In this article, I briefly explain the diseases that happen due to complement deficiencies and strategies evolved by microbes to evade the complement attack.
The components of the complement system
The complement system consists of a set of more than fifty serum proteins that assist in both innate and adaptive immunity to eliminate harmful pathogens. The complement components can be classified mainly into seven categories:
- Initiator complement components
- Phagocytosis enhancers/ Opsonins
- Inflammatory mediators
- Enzymatic mediators
- Complement receptor proteins
- Proteins of membrane attack complex (MAC)
- Regulatory complement components
Activation pathways of the complement system
Complement components get active by three major pathways, i.e., classical pathway, lectin pathway, and alternative pathway. Though the starting event of each pathway differs, all unite in the generation of an enzyme complex that cleaves the C3 component.
The enzyme C3 convertases cleave C3 into two fragments, i.e., C3a and C3b. Both the classical and lectin pathways use the dimer C4b2a for their C3 convertase activity, whereas the dimer C3bBb is used by the alternative pathway for the same. The result of C3 convertase activities is to increase the concentration of C3b, a multifunctional protein.
Diseases related to deficiencies in complement components
There are genetic deficiencies for each of the complement components. Similar symptoms arise when there are homozygous deficiencies in any of the starting components of the classical complement pathway.
The immune-complex diseases such as glomerulonephritis, vasculitis, and SLE (systemic lupus erythematosus) have similar symptoms that arise from deficiencies of early components of the classical pathway.
The complement component C3b has a vital role in clearing immune complexes, which is marked by the effects of these deficiencies. SLE (systemic lupus erythematosus), is an autoimmune disease that arises due to the absence of binding between the complement component C1q and apoptotic cells. When apoptotic cells do not bind with C1q, they behave as auto-antigens, leading to the development of autoimmune diseases like SLE.
Early complement components, play a major role in controlling diseases and in the absence of them, individuals suffer from relapsing infections with both gram-positive and gram-negative bacteria.
The pus-forming bacteria Streptococci and Staphylococci are resistant to the MAC (membrane attack complex) induced cell lysis. However, early complement components can control the infection by inducing a localized inflammatory response and opsonization.
Mannose-binding lectin (MBL), the first component of the lectin pathway initiates complement activation and binds mannose sugar residues found on the surface of microbes. A deficiency in MBL leads to the development of severe pyrogenic infections in infants and children.
Children with a deficiency in MBL, suffer from recurrent respiratory tract infections. Infections due to bacteria Neisseria happen due to the deficiency of factor D and properdin, the initiative factors of the alternative pathway of the complement system.
Diseases related to deficiency in C3, C4 and terminal complement components
The complement component C3 plays the main role in opsonization and the formation of membrane attack complex (MAC). People with a deficiency in C3 suffer from repeated severe bacterial infections that lead to meningitis, bronchitis, and pneumonia.

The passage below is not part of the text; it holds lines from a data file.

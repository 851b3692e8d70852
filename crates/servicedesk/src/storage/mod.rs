//! Storage abstraction layer for the service desk.
//!
//! This module provides the core storage trait and factory for creating
//! storage backends:
//!
//! - **In-memory**: Fast, ephemeral storage backed by HashMaps
//! - **JSONL**: Persistent file-based storage using JSON Lines format
//!
//! # Architecture
//!
//! The storage layer uses an async trait so backends with real I/O can be
//! added without changing callers. The trait is object-safe, allowing for
//! dynamic dispatch via `Box<dyn TicketStore>`.
//!
//! # Audit coupling
//!
//! Mutating methods take the [`AuditEntry`] describing the mutation and
//! apply both in one critical section. A mutation is never observable
//! without its audit entry, and the entry is never persisted for a failed
//! mutation.
//!
//! # Test Utilities
//!
//! [`MockStore`] provides a stateless implementation of the trait for
//! testing code that only needs trait-object plumbing. Enable the
//! `test-util` feature to use it from downstream crates.

use crate::audit::AuditEntry;
use crate::domain::{
    Comment, NewTicket, Ticket, TicketFilter, TicketId, TicketPage, TicketPatch, TicketStats,
    TimeEntry, UserId,
};
use crate::error::Result;
use async_trait::async_trait;
use serde::{Deserialize, Serialize};
use std::path::{Path, PathBuf};

// Storage backend implementations
pub mod in_memory;

/// A ticket together with its dependent collections.
///
/// This is the unit of import/export and of JSONL persistence: one record
/// per line keeps a ticket and its history self-contained.
#[derive(Debug, Clone, Serialize, Deserialize)]
pub struct TicketRecord {
    /// The ticket itself
    pub ticket: Ticket,

    /// Comments, oldest first
    #[serde(default)]
    pub comments: Vec<Comment>,

    /// Time entries, oldest first
    #[serde(default)]
    pub time_entries: Vec<TimeEntry>,

    /// Audit trail, oldest first
    #[serde(default)]
    pub audit_log: Vec<AuditEntry>,
}

impl TicketRecord {
    /// Wrap a bare ticket with empty history
    pub fn new(ticket: Ticket) -> Self {
        Self {
            ticket,
            comments: Vec::new(),
            time_entries: Vec::new(),
            audit_log: Vec::new(),
        }
    }
}

/// Core storage trait for ticket management.
///
/// Implementations must be `Send + Sync` to support concurrent access in
/// async contexts.
///
/// # Method Categories
///
/// - **CRUD**: `create`, `get`, `find`, `update`
/// - **History**: `add_comment`, `add_time_entry`, `comments`,
///   `time_entries`, `audit_trail`
/// - **Reporting**: `stats`
/// - **Batch**: `import_records`, `export_all`
/// - **Persistence**: `save`, `reload`
///
/// # Numbering
///
/// `create` assigns the ticket number, SLA tier, and due date while
/// holding the backend's internal lock, so concurrent creations of the
/// same ticket type cannot mint duplicate numbers through one store
/// instance.
#[async_trait]
pub trait TicketStore: Send + Sync {
    /// Create a new ticket.
    ///
    /// Assigns the per-type sequential ticket number, derives the SLA tier
    /// and due date from the (already defaulted) priority and impact, and
    /// sets status New.
    ///
    /// # Errors
    ///
    /// Returns `Error::Storage` if validation of the new ticket fails.
    async fn create(&mut self, new_ticket: NewTicket, created_by: UserId) -> Result<Ticket>;

    /// Get a ticket by ID.
    ///
    /// Returns `None` if the ticket doesn't exist.
    async fn get(&self, id: &TicketId) -> Result<Option<Ticket>>;

    /// Find tickets matching a filter, paginated, newest first.
    async fn find(&self, filter: &TicketFilter) -> Result<TicketPage>;

    /// Apply a patch to a ticket and append the audit entry atomically.
    ///
    /// Sets `resolution_date` when the patch transitions the ticket into a
    /// resolution status it was not already in; an existing resolution
    /// date is never overwritten.
    ///
    /// # Errors
    ///
    /// Returns `Error::TicketNotFound` if the ticket doesn't exist, or
    /// `Error::Storage` if the patched ticket fails validation (in which
    /// case neither the patch nor the audit entry is applied).
    async fn update(
        &mut self,
        id: &TicketId,
        patch: TicketPatch,
        audit: AuditEntry,
    ) -> Result<Ticket>;

    /// Append a comment and its (redacted) audit entry atomically.
    ///
    /// # Errors
    ///
    /// Returns `Error::TicketNotFound` if the ticket doesn't exist.
    async fn add_comment(&mut self, comment: Comment, audit: AuditEntry) -> Result<Comment>;

    /// Append a time entry and its audit entry atomically.
    ///
    /// # Errors
    ///
    /// Returns `Error::TicketNotFound` if the ticket doesn't exist.
    async fn add_time_entry(&mut self, entry: TimeEntry, audit: AuditEntry) -> Result<TimeEntry>;

    /// All comments on a ticket, oldest first.
    ///
    /// # Errors
    ///
    /// Returns `Error::TicketNotFound` if the ticket doesn't exist.
    async fn comments(&self, id: &TicketId) -> Result<Vec<Comment>>;

    /// All time entries on a ticket, oldest first.
    ///
    /// # Errors
    ///
    /// Returns `Error::TicketNotFound` if the ticket doesn't exist.
    async fn time_entries(&self, id: &TicketId) -> Result<Vec<TimeEntry>>;

    /// The audit trail of a ticket, oldest first.
    ///
    /// # Errors
    ///
    /// Returns `Error::TicketNotFound` if the ticket doesn't exist.
    async fn audit_trail(&self, id: &TicketId) -> Result<Vec<AuditEntry>>;

    /// Summary counts, optionally scoped to one assignee.
    async fn stats(&self, assigned_to: Option<&UserId>) -> Result<TicketStats>;

    /// Import records in bulk (JSONL load, migrations).
    ///
    /// Numbering counters are re-seeded from the imported ticket numbers.
    async fn import_records(&mut self, records: Vec<TicketRecord>) -> Result<()>;

    /// Export all records, suitable for JSONL export or backup.
    async fn export_all(&self) -> Result<Vec<TicketRecord>>;

    /// Save changes to persistent storage.
    ///
    /// Takes `&self` so saving works from shared references; backends use
    /// interior mutability. No-op for purely in-memory storage.
    async fn save(&self) -> Result<()>;

    /// Reload state from persistent storage, discarding in-memory changes.
    ///
    /// No-op for purely in-memory storage.
    async fn reload(&mut self) -> Result<()>;
}

/// Storage backend configuration.
#[derive(Debug, Clone)]
pub enum StorageBackend {
    /// In-memory storage (ephemeral)
    InMemory,

    /// JSONL file storage (persistent)
    Jsonl(PathBuf),
}

impl StorageBackend {
    /// Returns the data file path for file-based backends.
    pub fn data_path(&self) -> Option<&Path> {
        match self {
            StorageBackend::Jsonl(path) => Some(path),
            StorageBackend::InMemory => None,
        }
    }
}

/// Wrapper that adds JSONL file persistence to the in-memory backend.
///
/// Implements `save()` by writing all records to the JSONL file
/// atomically, and `reload()` by rebuilding the inner store from disk.
struct JsonlBackedStore {
    inner: Box<dyn TicketStore>,
    path: PathBuf,
}

#[async_trait]
impl TicketStore for JsonlBackedStore {
    async fn create(&mut self, new_ticket: NewTicket, created_by: UserId) -> Result<Ticket> {
        self.inner.create(new_ticket, created_by).await
    }

    async fn get(&self, id: &TicketId) -> Result<Option<Ticket>> {
        self.inner.get(id).await
    }

    async fn find(&self, filter: &TicketFilter) -> Result<TicketPage> {
        self.inner.find(filter).await
    }

    async fn update(
        &mut self,
        id: &TicketId,
        patch: TicketPatch,
        audit: AuditEntry,
    ) -> Result<Ticket> {
        self.inner.update(id, patch, audit).await
    }

    async fn add_comment(&mut self, comment: Comment, audit: AuditEntry) -> Result<Comment> {
        self.inner.add_comment(comment, audit).await
    }

    async fn add_time_entry(&mut self, entry: TimeEntry, audit: AuditEntry) -> Result<TimeEntry> {
        self.inner.add_time_entry(entry, audit).await
    }

    async fn comments(&self, id: &TicketId) -> Result<Vec<Comment>> {
        self.inner.comments(id).await
    }

    async fn time_entries(&self, id: &TicketId) -> Result<Vec<TimeEntry>> {
        self.inner.time_entries(id).await
    }

    async fn audit_trail(&self, id: &TicketId) -> Result<Vec<AuditEntry>> {
        self.inner.audit_trail(id).await
    }

    async fn stats(&self, assigned_to: Option<&UserId>) -> Result<TicketStats> {
        self.inner.stats(assigned_to).await
    }

    async fn import_records(&mut self, records: Vec<TicketRecord>) -> Result<()> {
        self.inner.import_records(records).await
    }

    async fn export_all(&self) -> Result<Vec<TicketRecord>> {
        self.inner.export_all().await
    }

    async fn save(&self) -> Result<()> {
        in_memory::save_to_jsonl(self.inner.as_ref(), &self.path).await
    }

    async fn reload(&mut self) -> Result<()> {
        if self.path.exists() {
            let (new_store, warnings) = in_memory::load_from_jsonl(&self.path).await?;
            for warning in &warnings {
                tracing::warn!(warning = ?warning, "JSONL reload warning");
            }
            self.inner = new_store;
        } else {
            // File doesn't exist - reset to empty storage
            self.inner = in_memory::new_in_memory_store();
        }
        Ok(())
    }
}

C3 deficiency may also lead to immune-complex diseases.
The complement factor C4 differs in individuals from two to six. The genes responsible for encoding C4 are located in the MHC (major histocompatibility complex), and low gene numbers are related to lower levels of C4 component in the plasma, which causes the development of autoimmune diseases.
A complete deficiency in the complement component C4 leads to the occurrence of frequent bacterial infections with S. pneumonia, Haemophilus influenzae, and N. meningitis.
The deficiencies of terminal complement components (C5 to C9) in individuals make them suffer from the disease meningitis by the bacterium N. meningitis. Individuals with a deficiency of terminal complement components need to vaccinate themselves against N. meningitis.
Role of complement regulatory proteins
There are complement regulatory proteins that regulate the complement components, e.g., C1INH, the C1 complement factor inhibitor prevents the hyperactivation of C2 and C4 by the complement component C1, thus regulating the activation of the classical pathway.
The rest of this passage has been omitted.